## Task to complete
Would you give the entries below again, precisely as they are written?

(Records provided begins)

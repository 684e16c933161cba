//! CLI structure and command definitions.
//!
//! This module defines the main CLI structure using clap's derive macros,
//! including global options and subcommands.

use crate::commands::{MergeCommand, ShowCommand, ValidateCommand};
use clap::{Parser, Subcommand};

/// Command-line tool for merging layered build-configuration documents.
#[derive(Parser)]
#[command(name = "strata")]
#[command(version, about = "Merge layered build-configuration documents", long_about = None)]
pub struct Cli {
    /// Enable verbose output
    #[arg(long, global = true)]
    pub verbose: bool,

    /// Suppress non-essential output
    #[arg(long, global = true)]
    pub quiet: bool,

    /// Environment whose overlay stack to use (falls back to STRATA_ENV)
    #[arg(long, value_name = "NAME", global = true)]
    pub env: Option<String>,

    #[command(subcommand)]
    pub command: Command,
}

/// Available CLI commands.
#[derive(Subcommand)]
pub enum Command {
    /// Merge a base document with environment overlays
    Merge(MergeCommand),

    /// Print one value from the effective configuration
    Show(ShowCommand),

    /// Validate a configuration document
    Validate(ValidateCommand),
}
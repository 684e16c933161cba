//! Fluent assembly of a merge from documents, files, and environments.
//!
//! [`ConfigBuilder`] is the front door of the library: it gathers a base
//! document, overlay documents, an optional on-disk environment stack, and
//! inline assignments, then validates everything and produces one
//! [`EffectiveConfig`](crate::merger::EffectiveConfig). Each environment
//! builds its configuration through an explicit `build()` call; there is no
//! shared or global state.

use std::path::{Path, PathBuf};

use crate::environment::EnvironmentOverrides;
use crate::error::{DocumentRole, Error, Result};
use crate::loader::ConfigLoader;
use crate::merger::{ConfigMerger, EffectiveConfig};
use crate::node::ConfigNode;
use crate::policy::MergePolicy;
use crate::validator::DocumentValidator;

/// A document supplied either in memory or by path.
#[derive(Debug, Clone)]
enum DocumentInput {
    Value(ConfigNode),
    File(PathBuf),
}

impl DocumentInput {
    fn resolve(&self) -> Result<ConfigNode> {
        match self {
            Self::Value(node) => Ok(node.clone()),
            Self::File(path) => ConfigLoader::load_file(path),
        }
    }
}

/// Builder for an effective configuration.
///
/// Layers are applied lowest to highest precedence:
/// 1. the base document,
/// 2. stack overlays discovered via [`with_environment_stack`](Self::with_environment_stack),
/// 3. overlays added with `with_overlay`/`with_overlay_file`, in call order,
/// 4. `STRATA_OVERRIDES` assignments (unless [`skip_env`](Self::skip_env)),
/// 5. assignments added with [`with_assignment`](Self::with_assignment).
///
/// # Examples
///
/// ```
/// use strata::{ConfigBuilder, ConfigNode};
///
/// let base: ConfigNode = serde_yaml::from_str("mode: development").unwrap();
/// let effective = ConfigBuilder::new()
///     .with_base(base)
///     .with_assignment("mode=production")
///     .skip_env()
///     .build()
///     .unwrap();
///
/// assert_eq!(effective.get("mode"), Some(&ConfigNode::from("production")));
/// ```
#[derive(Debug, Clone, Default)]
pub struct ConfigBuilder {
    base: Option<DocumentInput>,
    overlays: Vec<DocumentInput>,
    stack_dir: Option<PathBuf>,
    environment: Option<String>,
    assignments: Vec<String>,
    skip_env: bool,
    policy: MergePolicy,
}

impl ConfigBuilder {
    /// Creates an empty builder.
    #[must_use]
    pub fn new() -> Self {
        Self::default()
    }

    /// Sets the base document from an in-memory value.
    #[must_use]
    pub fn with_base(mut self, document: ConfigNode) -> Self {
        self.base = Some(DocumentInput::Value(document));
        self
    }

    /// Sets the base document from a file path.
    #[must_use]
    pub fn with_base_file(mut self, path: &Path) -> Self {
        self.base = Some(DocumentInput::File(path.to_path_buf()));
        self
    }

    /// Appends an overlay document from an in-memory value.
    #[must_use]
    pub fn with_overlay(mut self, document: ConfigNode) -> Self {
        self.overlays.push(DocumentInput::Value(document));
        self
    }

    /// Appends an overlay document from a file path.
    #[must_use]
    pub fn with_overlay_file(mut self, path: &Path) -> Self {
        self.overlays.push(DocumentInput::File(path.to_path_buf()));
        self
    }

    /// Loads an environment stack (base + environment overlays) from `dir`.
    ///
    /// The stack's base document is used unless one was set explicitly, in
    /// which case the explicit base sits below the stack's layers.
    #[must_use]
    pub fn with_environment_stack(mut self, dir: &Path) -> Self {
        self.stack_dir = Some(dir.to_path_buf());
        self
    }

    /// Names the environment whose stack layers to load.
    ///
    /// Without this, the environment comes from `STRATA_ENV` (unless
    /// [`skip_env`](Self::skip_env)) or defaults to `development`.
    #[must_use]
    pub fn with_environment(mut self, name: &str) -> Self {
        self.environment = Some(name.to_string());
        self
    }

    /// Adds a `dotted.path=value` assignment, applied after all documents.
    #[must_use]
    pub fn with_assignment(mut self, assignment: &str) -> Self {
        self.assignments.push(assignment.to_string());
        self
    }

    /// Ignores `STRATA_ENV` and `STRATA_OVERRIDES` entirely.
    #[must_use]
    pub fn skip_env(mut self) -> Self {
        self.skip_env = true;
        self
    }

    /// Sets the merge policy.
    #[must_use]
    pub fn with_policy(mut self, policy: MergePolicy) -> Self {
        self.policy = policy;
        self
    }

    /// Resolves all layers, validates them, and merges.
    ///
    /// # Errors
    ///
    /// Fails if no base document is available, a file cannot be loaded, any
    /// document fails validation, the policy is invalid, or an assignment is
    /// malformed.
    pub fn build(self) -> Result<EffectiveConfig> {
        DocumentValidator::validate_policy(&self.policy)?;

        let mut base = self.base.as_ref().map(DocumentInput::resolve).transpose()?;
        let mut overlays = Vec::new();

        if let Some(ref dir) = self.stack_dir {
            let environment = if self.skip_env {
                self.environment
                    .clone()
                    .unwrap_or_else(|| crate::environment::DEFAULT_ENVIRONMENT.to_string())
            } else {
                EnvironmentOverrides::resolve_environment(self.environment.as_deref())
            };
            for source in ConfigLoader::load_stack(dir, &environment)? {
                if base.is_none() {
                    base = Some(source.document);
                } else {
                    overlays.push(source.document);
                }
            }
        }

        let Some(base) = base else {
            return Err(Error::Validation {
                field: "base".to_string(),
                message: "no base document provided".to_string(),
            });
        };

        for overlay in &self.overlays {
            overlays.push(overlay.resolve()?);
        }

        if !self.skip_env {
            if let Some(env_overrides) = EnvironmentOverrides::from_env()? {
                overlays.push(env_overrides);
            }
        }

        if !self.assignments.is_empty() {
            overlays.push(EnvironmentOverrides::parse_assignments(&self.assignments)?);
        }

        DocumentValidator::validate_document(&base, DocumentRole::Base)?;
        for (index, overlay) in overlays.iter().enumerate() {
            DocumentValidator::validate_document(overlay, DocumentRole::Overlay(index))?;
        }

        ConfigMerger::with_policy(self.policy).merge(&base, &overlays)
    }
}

(Records provided ends)

## Output
repository 684e16c933161cba
//! CLI structure and command definitions.
//!
//! This module defines the main CLI structure using clap's derive macros,
//! including global options and subcommands.

use crate::commands::{MergeCommand, ShowCommand, ValidateCommand};
use clap::{Parser, Subcommand};

/// Command-line tool for merging layered build-configuration documents.
#[derive(Parser)]
#[command(name = "strata")]
#[command(version, about = "Merge layered build-configuration documents", long_about = None)]
pub struct Cli {
    /// Enable verbose output
    #[arg(long, global = true)]
    pub verbose: bool,

    /// Suppress non-essential output
    #[arg(long, global = true)]
    pub quiet: bool,

    /// Environment whose overlay stack to use (falls back to STRATA_ENV)
    #[arg(long, value_name = "NAME", global = true)]
    pub env: Option<String>,

    #[command(subcommand)]
    pub command: Command,
}

/// Available CLI commands.
#[derive(Subcommand)]
pub enum Command {
    /// Merge a base document with environment overlays
    Merge(MergeCommand),

    /// Print one value from the effective configuration
    Show(ShowCommand),

    /// Validate a configuration document
    Validate(ValidateCommand),
}
repository 684e16c933161cba
//! Fluent assembly of a merge from documents, files, and environments.
//!
//! [`ConfigBuilder`] is the front door of the library: it gathers a base
//! document, overlay documents, an optional on-disk environment stack, and
//! inline assignments, then validates everything and produces one
//! [`EffectiveConfig`](crate::merger::EffectiveConfig). Each environment
//! builds its configuration through an explicit `build()` call; there is no
//! shared or global state.

use std::path::{Path, PathBuf};

use crate::environment::EnvironmentOverrides;
use crate::error::{DocumentRole, Error, Result};
use crate::loader::ConfigLoader;
use crate::merger::{ConfigMerger, EffectiveConfig};
use crate::node::ConfigNode;
use crate::policy::MergePolicy;
use crate::validator::DocumentValidator;

/// A document supplied either in memory or by path.
#[derive(Debug, Clone)]
enum DocumentInput {
    Value(ConfigNode),
    File(PathBuf),
}

impl DocumentInput {
    fn resolve(&self) -> Result<ConfigNode> {
        match self {
            Self::Value(node) => Ok(node.clone()),
            Self::File(path) => ConfigLoader::load_file(path),
        }
    }
}

/// Builder for an effective configuration.
///
/// Layers are applied lowest to highest precedence:
/// 1. the base document,
/// 2. stack overlays discovered via [`with_environment_stack`](Self::with_environment_stack),
/// 3. overlays added with `with_overlay`/`with_overlay_file`, in call order,
/// 4. `STRATA_OVERRIDES` assignments (unless [`skip_env`](Self::skip_env)),
/// 5. assignments added with [`with_assignment`](Self::with_assignment).
///
/// # Examples
///
/// ```
/// use strata::{ConfigBuilder, ConfigNode};
///
/// let base: ConfigNode = serde_yaml::from_str("mode: development").unwrap();
/// let effective = ConfigBuilder::new()
///     .with_base(base)
///     .with_assignment("mode=production")
///     .skip_env()
///     .build()
///     .unwrap();
///
/// assert_eq!(effective.get("mode"), Some(&ConfigNode::from("production")));
/// ```
#[derive(Debug, Clone, Default)]
pub struct ConfigBuilder {
    base: Option<DocumentInput>,
    overlays: Vec<DocumentInput>,
    stack_dir: Option<PathBuf>,
    environment: Option<String>,
    assignments: Vec<String>,
    skip_env: bool,
    policy: MergePolicy,
}

impl ConfigBuilder {
    /// Creates an empty builder.
    #[must_use]
    pub fn new() -> Self {
        Self::default()
    }

    /// Sets the base document from an in-memory value.
    #[must_use]
    pub fn with_base(mut self, document: ConfigNode) -> Self {
        self.base = Some(DocumentInput::Value(document));
        self
    }

    /// Sets the base document from a file path.
    #[must_use]
    pub fn with_base_file(mut self, path: &Path) -> Self {
        self.base = Some(DocumentInput::File(path.to_path_buf()));
        self
    }

    /// Appends an overlay document from an in-memory value.
    #[must_use]
    pub fn with_overlay(mut self, document: ConfigNode) -> Self {
        self.overlays.push(DocumentInput::Value(document));
        self
    }

    /// Appends an overlay document from a file path.
    #[must_use]
    pub fn with_overlay_file(mut self, path: &Path) -> Self {
        self.overlays.push(DocumentInput::File(path.to_path_buf()));
        self
    }

    /// Loads an environment stack (base + environment overlays) from `dir`.
    ///
    /// The stack's base document is used unless one was set explicitly, in
    /// which case the explicit base sits below the stack's layers.
    #[must_use]
    pub fn with_environment_stack(mut self, dir: &Path) -> Self {
        self.stack_dir = Some(dir.to_path_buf());
        self
    }

    /// Names the environment whose stack layers to load.
    ///
    /// Without this, the environment comes from `STRATA_ENV` (unless
    /// [`skip_env`](Self::skip_env)) or defaults to `development`.
    #[must_use]
    pub fn with_environment(mut self, name: &str) -> Self {
        self.environment = Some(name.to_string());
        self
    }

    /// Adds a `dotted.path=value` assignment, applied after all documents.
    #[must_use]
    pub fn with_assignment(mut self, assignment: &str) -> Self {
        self.assignments.push(assignment.to_string());
        self
    }

    /// Ignores `STRATA_ENV` and `STRATA_OVERRIDES` entirely.
    #[must_use]
    pub fn skip_env(mut self) -> Self {
        self.skip_env = true;
        self
    }

    /// Sets the merge policy.
    #[must_use]
    pub fn with_policy(mut self, policy: MergePolicy) -> Self {
        self.policy = policy;
        self
    }

    /// Resolves all layers, validates them, and merges.
    ///
    /// # Errors
    ///
    /// Fails if no base document is available, a file cannot be loaded, any
    /// document fails validation, the policy is invalid, or an assignment is
    /// malformed.
    pub fn build(self) -> Result<EffectiveConfig> {
        DocumentValidator::validate_policy(&self.policy)?;

        let mut base = self.base.as_ref().map(DocumentInput::resolve).transpose()?;
        let mut overlays = Vec::new();

        if let Some(ref dir) = self.stack_dir {
            let environment = if self.skip_env {
                self.environment
                    .clone()
                    .unwrap_or_else(|| crate::environment::DEFAULT_ENVIRONMENT.to_string())
            } else {
                EnvironmentOverrides::resolve_environment(self.environment.as_deref())
            };
            for source in ConfigLoader::load_stack(dir, &environment)? {
                if base.is_none() {
                    base = Some(source.document);
                } else {
                    overlays.push(source.document);
                }
            }
        }

        let Some(base) = base else {
            return Err(Error::Validation {
                field: "base".to_string(),
                message: "no base document provided".to_string(),
            });
        };

        for overlay in &self.overlays {
            overlays.push(overlay.resolve()?);
        }

        if !self.skip_env {
            if let Some(env_overrides) = EnvironmentOverrides::from_env()? {
                overlays.push(env_overrides);
            }
        }

        if !self.assignments.is_empty() {
            overlays.push(EnvironmentOverrides::parse_assignments(&self.assignments)?);
        }

        DocumentValidator::validate_document(&base, DocumentRole::Base)?;
        for (index, overlay) in overlays.iter().enumerate() {
            DocumentValidator::validate_document(overlay, DocumentRole::Overlay(index))?;
        }

        ConfigMerger::with_policy(self.policy).merge(&base, &overlays)
    }
}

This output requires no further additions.